YOUR OBJECTIVE | Lines of the data that contain the word "formatting" are the ones to copy.

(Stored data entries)

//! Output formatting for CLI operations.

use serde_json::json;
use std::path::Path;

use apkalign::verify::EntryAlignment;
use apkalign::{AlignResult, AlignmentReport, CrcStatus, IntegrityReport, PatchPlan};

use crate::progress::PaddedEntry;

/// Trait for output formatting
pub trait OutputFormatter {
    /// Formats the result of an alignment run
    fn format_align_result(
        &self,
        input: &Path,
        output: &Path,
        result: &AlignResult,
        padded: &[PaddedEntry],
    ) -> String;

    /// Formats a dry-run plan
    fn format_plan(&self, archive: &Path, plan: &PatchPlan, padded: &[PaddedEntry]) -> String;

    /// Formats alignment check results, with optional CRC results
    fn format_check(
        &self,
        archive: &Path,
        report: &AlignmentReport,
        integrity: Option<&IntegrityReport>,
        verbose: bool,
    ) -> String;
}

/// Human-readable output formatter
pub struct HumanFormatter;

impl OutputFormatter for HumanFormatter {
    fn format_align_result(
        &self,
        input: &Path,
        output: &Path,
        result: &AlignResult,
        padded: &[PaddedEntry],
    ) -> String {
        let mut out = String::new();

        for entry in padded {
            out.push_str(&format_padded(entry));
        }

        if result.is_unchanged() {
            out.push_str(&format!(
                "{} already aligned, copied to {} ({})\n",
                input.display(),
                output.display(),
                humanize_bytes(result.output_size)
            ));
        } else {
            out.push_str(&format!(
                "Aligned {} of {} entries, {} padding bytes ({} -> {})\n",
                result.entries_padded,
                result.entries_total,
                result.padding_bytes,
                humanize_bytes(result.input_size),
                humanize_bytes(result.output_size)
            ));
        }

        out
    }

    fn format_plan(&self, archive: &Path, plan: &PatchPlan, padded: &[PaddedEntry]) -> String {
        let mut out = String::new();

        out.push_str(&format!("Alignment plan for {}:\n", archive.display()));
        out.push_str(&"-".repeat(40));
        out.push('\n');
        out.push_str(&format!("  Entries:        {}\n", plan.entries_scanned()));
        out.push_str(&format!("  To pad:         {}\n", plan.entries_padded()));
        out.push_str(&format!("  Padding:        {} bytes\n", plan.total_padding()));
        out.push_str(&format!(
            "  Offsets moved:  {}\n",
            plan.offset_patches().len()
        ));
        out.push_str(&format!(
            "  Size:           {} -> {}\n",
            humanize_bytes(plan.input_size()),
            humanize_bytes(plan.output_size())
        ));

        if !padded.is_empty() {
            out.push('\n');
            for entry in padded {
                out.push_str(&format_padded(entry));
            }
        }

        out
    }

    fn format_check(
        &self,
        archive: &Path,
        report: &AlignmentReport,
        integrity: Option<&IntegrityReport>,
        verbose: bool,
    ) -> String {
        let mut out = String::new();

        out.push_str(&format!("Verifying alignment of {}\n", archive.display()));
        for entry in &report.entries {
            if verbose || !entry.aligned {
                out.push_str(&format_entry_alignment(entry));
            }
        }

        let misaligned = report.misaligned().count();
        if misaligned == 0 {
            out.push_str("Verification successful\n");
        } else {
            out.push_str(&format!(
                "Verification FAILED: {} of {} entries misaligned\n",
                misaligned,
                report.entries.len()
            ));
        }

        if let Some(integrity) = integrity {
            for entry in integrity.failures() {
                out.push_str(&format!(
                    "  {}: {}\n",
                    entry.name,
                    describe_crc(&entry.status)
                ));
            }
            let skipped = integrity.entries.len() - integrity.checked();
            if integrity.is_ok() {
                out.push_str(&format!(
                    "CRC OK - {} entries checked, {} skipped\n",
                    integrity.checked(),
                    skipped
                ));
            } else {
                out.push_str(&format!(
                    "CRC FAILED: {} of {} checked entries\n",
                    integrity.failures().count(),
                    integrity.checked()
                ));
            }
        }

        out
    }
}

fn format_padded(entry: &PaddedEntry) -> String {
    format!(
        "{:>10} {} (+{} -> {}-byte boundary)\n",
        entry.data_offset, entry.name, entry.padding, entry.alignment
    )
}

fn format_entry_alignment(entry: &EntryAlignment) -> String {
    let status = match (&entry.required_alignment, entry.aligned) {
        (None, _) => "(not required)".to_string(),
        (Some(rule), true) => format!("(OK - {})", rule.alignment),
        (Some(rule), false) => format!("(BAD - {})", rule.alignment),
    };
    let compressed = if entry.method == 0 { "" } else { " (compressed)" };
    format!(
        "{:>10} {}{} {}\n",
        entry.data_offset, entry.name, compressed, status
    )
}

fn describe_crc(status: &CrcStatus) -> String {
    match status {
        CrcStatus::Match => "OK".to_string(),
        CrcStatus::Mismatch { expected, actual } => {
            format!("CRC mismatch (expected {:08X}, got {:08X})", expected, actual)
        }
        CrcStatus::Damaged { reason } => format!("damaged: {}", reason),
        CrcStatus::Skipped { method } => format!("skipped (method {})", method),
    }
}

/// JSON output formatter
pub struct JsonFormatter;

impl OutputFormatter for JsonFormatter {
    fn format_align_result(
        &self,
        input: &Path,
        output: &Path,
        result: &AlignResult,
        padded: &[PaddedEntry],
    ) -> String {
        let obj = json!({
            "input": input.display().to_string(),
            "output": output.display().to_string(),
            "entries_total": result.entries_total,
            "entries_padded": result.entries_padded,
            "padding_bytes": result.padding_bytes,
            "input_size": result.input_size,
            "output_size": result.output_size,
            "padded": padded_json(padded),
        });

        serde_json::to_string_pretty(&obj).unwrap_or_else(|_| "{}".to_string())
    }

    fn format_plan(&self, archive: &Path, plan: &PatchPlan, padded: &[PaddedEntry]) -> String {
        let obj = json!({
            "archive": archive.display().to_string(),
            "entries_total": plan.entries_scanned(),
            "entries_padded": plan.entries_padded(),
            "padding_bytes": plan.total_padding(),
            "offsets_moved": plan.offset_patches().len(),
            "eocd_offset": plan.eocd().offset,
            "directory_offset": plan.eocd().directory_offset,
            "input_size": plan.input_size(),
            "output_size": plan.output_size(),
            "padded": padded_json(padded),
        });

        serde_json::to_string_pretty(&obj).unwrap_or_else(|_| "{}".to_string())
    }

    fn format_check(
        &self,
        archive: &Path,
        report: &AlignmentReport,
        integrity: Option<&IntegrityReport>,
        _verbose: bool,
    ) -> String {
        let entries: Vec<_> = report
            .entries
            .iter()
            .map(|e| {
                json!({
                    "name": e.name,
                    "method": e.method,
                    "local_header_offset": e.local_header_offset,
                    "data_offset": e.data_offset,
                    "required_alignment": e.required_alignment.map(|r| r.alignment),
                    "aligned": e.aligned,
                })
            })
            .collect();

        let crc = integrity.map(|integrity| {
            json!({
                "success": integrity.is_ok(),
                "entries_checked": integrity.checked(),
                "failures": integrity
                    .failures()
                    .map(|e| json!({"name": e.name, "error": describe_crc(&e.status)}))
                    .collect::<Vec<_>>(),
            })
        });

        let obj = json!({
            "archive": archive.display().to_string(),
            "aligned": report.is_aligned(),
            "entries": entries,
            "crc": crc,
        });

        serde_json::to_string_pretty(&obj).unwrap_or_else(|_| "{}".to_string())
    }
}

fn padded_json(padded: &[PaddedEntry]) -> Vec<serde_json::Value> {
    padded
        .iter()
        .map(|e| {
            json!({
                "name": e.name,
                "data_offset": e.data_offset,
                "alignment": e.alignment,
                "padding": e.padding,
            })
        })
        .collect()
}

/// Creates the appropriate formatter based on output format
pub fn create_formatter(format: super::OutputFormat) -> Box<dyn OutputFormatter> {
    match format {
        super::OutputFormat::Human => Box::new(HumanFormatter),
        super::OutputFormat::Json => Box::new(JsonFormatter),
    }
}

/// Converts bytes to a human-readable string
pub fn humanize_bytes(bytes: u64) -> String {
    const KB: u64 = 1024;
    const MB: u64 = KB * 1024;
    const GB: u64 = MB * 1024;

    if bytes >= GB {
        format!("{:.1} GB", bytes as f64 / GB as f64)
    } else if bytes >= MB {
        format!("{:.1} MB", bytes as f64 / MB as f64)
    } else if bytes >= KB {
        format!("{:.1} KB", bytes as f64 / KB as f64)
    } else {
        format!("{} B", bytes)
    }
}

ANSWER |
//! Output formatting for CLI operations.
/// Trait for output formatting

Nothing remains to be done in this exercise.